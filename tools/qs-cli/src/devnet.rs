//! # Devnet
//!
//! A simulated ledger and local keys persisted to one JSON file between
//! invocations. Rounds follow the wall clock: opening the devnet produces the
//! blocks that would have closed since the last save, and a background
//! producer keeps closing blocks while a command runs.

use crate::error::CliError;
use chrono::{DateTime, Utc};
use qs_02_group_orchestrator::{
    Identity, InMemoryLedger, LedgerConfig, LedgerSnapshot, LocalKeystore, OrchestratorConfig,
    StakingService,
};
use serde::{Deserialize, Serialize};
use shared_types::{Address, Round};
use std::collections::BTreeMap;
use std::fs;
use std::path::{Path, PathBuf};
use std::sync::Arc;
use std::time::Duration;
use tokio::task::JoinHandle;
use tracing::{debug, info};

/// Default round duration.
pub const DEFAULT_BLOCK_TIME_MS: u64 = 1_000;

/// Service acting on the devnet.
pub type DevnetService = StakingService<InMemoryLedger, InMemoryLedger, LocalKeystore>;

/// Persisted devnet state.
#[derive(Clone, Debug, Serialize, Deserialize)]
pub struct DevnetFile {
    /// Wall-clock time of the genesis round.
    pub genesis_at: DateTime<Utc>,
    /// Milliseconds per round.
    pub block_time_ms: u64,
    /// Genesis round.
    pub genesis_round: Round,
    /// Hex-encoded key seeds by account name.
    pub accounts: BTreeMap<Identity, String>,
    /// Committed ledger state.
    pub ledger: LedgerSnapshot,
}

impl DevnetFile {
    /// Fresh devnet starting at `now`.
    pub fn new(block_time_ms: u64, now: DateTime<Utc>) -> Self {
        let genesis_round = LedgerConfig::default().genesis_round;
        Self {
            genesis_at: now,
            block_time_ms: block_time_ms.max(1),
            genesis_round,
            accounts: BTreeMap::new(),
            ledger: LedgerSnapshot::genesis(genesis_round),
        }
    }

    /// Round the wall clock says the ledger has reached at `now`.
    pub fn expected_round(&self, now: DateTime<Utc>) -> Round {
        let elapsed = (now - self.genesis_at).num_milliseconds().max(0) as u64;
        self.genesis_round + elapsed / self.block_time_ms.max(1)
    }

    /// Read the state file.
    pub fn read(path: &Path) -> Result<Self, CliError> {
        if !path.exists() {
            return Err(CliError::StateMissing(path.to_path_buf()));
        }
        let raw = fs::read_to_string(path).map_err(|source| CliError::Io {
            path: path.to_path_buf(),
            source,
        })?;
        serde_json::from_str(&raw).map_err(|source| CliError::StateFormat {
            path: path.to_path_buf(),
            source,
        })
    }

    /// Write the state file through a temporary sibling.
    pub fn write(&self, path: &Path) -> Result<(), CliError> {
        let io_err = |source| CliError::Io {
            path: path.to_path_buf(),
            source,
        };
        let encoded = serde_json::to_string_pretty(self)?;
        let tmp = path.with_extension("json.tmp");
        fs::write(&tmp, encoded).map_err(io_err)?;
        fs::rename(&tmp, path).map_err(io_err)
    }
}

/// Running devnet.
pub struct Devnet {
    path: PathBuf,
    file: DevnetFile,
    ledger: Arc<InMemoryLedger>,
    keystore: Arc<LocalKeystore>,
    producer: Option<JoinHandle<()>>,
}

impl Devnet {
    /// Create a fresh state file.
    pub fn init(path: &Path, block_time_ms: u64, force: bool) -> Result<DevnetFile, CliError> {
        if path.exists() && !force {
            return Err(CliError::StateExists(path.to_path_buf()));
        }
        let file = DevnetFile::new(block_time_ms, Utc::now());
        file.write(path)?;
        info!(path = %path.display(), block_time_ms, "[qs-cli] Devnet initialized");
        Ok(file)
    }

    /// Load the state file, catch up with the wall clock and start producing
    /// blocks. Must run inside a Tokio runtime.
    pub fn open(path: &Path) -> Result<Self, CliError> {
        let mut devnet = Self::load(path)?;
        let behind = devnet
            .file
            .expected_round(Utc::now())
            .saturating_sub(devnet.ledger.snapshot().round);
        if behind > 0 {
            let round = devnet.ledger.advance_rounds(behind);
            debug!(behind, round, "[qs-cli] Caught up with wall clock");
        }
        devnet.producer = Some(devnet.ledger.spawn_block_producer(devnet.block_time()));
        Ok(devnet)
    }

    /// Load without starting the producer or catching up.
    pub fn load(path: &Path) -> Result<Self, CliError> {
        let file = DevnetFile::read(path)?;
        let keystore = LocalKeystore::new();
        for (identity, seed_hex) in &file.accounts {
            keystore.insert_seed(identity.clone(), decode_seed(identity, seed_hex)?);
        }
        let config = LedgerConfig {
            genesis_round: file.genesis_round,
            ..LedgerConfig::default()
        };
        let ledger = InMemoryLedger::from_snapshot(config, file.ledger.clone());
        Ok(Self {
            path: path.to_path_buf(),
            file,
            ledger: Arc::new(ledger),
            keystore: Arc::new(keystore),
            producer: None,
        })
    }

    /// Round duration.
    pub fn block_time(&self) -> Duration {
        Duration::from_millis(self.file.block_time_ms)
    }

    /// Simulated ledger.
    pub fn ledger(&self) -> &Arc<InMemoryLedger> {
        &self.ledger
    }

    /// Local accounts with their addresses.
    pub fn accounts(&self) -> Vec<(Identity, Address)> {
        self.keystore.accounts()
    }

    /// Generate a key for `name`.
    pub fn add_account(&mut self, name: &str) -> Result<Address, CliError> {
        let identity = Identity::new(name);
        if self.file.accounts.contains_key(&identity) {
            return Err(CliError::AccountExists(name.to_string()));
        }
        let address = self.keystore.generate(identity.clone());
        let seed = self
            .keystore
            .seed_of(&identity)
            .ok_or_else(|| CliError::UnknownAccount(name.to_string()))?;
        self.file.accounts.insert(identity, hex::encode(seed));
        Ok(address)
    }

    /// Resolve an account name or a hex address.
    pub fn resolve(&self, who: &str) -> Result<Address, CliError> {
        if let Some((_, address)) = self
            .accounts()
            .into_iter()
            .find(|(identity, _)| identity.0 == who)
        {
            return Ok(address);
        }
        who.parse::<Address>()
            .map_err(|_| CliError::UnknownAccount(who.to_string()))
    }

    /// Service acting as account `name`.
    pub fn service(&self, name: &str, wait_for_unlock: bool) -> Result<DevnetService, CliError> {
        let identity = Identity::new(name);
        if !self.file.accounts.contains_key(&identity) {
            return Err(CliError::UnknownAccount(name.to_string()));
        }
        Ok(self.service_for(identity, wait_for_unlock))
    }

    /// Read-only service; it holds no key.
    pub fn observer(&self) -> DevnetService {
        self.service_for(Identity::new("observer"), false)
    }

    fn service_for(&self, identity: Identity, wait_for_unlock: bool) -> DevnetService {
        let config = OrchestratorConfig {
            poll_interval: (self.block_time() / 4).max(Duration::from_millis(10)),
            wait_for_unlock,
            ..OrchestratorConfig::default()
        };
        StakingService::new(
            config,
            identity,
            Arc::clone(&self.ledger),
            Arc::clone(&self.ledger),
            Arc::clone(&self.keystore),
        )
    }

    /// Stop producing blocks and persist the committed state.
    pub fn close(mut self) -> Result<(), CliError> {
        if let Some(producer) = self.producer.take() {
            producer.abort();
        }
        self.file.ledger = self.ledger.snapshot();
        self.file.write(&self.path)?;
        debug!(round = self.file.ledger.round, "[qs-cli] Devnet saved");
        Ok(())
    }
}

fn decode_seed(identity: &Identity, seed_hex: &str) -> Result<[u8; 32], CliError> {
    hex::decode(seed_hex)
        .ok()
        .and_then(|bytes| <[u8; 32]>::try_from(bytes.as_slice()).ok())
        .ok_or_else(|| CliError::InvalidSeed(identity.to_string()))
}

---------------

Work request:
Reproduce the material in full. Keep it identical to the original.

Result of this task:
filename tools/qs-cli/src/devnet.rs
//! # Devnet
//!
//! A simulated ledger and local keys persisted to one JSON file between
//! invocations. Rounds follow the wall clock: opening the devnet produces the
//! blocks that would have closed since the last save, and a background
//! producer keeps closing blocks while a command runs.

use crate::error::CliError;
use chrono::{DateTime, Utc};
use qs_02_group_orchestrator::{
    Identity, InMemoryLedger, LedgerConfig, LedgerSnapshot, LocalKeystore, OrchestratorConfig,
    StakingService,
};
use serde::{Deserialize, Serialize};
use shared_types::{Address, Round};
use std::collections::BTreeMap;
use std::fs;
use std::path::{Path, PathBuf};
use std::sync::Arc;
use std::time::Duration;
use tokio::task::JoinHandle;
use tracing::{debug, info};

/// Default round duration.
pub const DEFAULT_BLOCK_TIME_MS: u64 = 1_000;

/// Service acting on the devnet.
pub type DevnetService = StakingService<InMemoryLedger, InMemoryLedger, LocalKeystore>;

/// Persisted devnet state.
#[derive(Clone, Debug, Serialize, Deserialize)]
pub struct DevnetFile {
    /// Wall-clock time of the genesis round.
    pub genesis_at: DateTime<Utc>,
    /// Milliseconds per round.
    pub block_time_ms: u64,
    /// Genesis round.
    pub genesis_round: Round,
    /// Hex-encoded key seeds by account name.
    pub accounts: BTreeMap<Identity, String>,
    /// Committed ledger state.
    pub ledger: LedgerSnapshot,
}

impl DevnetFile {
    /// Fresh devnet starting at `now`.
    pub fn new(block_time_ms: u64, now: DateTime<Utc>) -> Self {
        let genesis_round = LedgerConfig::default().genesis_round;
        Self {
            genesis_at: now,
            block_time_ms: block_time_ms.max(1),
            genesis_round,
            accounts: BTreeMap::new(),
            ledger: LedgerSnapshot::genesis(genesis_round),
        }
    }

    /// Round the wall clock says the ledger has reached at `now`.
    pub fn expected_round(&self, now: DateTime<Utc>) -> Round {
        let elapsed = (now - self.genesis_at).num_milliseconds().max(0) as u64;
        self.genesis_round + elapsed / self.block_time_ms.max(1)
    }

    /// Read the state file.
    pub fn read(path: &Path) -> Result<Self, CliError> {
        if !path.exists() {
            return Err(CliError::StateMissing(path.to_path_buf()));
        }
        let raw = fs::read_to_string(path).map_err(|source| CliError::Io {
            path: path.to_path_buf(),
            source,
        })?;
        serde_json::from_str(&raw).map_err(|source| CliError::StateFormat {
            path: path.to_path_buf(),
            source,
        })
    }

    /// Write the state file through a temporary sibling.
    pub fn write(&self, path: &Path) -> Result<(), CliError> {
        let io_err = |source| CliError::Io {
            path: path.to_path_buf(),
            source,
        };
        let encoded = serde_json::to_string_pretty(self)?;
        let tmp = path.with_extension("json.tmp");
        fs::write(&tmp, encoded).map_err(io_err)?;
        fs::rename(&tmp, path).map_err(io_err)
    }
}

/// Running devnet.
pub struct Devnet {
    path: PathBuf,
    file: DevnetFile,
    ledger: Arc<InMemoryLedger>,
    keystore: Arc<LocalKeystore>,
    producer: Option<JoinHandle<()>>,
}

impl Devnet {
    /// Create a fresh state file.
    pub fn init(path: &Path, block_time_ms: u64, force: bool) -> Result<DevnetFile, CliError> {
        if path.exists() && !force {
            return Err(CliError::StateExists(path.to_path_buf()));
        }
        let file = DevnetFile::new(block_time_ms, Utc::now());
        file.write(path)?;
        info!(path = %path.display(), block_time_ms, "[qs-cli] Devnet initialized");
        Ok(file)
    }

    /// Load the state file, catch up with the wall clock and start producing
    /// blocks. Must run inside a Tokio runtime.
    pub fn open(path: &Path) -> Result<Self, CliError> {
        let mut devnet = Self::load(path)?;
        let behind = devnet
            .file
            .expected_round(Utc::now())
            .saturating_sub(devnet.ledger.snapshot().round);
        if behind > 0 {
            let round = devnet.ledger.advance_rounds(behind);
            debug!(behind, round, "[qs-cli] Caught up with wall clock");
        }
        devnet.producer = Some(devnet.ledger.spawn_block_producer(devnet.block_time()));
        Ok(devnet)
    }

    /// Load without starting the producer or catching up.
    pub fn load(path: &Path) -> Result<Self, CliError> {
        let file = DevnetFile::read(path)?;
        let keystore = LocalKeystore::new();
        for (identity, seed_hex) in &file.accounts {
            keystore.insert_seed(identity.clone(), decode_seed(identity, seed_hex)?);
        }
        let config = LedgerConfig {
            genesis_round: file.genesis_round,
            ..LedgerConfig::default()
        };
        let ledger = InMemoryLedger::from_snapshot(config, file.ledger.clone());
        Ok(Self {
            path: path.to_path_buf(),
            file,
            ledger: Arc::new(ledger),
            keystore: Arc::new(keystore),
            producer: None,
        })
    }

    /// Round duration.
    pub fn block_time(&self) -> Duration {
        Duration::from_millis(self.file.block_time_ms)
    }

    /// Simulated ledger.
    pub fn ledger(&self) -> &Arc<InMemoryLedger> {
        &self.ledger
    }

    /// Local accounts with their addresses.
    pub fn accounts(&self) -> Vec<(Identity, Address)> {
        self.keystore.accounts()
    }

    /// Generate a key for `name`.
    pub fn add_account(&mut self, name: &str) -> Result<Address, CliError> {
        let identity = Identity::new(name);
        if self.file.accounts.contains_key(&identity) {
            return Err(CliError::AccountExists(name.to_string()));
        }
        let address = self.keystore.generate(identity.clone());
        let seed = self
            .keystore
            .seed_of(&identity)
            .ok_or_else(|| CliError::UnknownAccount(name.to_string()))?;
        self.file.accounts.insert(identity, hex::encode(seed));
        Ok(address)
    }

    /// Resolve an account name or a hex address.
    pub fn resolve(&self, who: &str) -> Result<Address, CliError> {
        if let Some((_, address)) = self
            .accounts()
            .into_iter()
            .find(|(identity, _)| identity.0 == who)
        {
            return Ok(address);
        }
        who.parse::<Address>()
            .map_err(|_| CliError::UnknownAccount(who.to_string()))
    }

    /// Service acting as account `name`.
    pub fn service(&self, name: &str, wait_for_unlock: bool) -> Result<DevnetService, CliError> {
        let identity = Identity::new(name);
        if !self.file.accounts.contains_key(&identity) {
            return Err(CliError::UnknownAccount(name.to_string()));
        }
        Ok(self.service_for(identity, wait_for_unlock))
    }

    /// Read-only service; it holds no key.
    pub fn observer(&self) -> DevnetService {
        self.service_for(Identity::new("observer"), false)
    }

    fn service_for(&self, identity: Identity, wait_for_unlock: bool) -> DevnetService {
        let config = OrchestratorConfig {
            poll_interval: (self.block_time() / 4).max(Duration::from_millis(10)),
            wait_for_unlock,
            ..OrchestratorConfig::default()
        };
        StakingService::new(
            config,
            identity,
            Arc::clone(&self.ledger),
            Arc::clone(&self.ledger),
            Arc::clone(&self.keystore),
        )
    }

    /// Stop producing blocks and persist the committed state.
    pub fn close(mut self) -> Result<(), CliError> {
        if let Some(producer) = self.producer.take() {
            producer.abort();
        }
        self.file.ledger = self.ledger.snapshot();
        self.file.write(&self.path)?;
        debug!(round = self.file.ledger.round, "[qs-cli] Devnet saved");
        Ok(())
    }
}

fn decode_seed(identity: &Identity, seed_hex: &str) -> Result<[u8; 32], CliError> {
    hex::decode(seed_hex)
        .ok()
        .and_then(|bytes| <[u8; 32]>::try_from(bytes.as_slice()).ok())
        .ok_or_else(|| CliError::InvalidSeed(identity.to_string()))
}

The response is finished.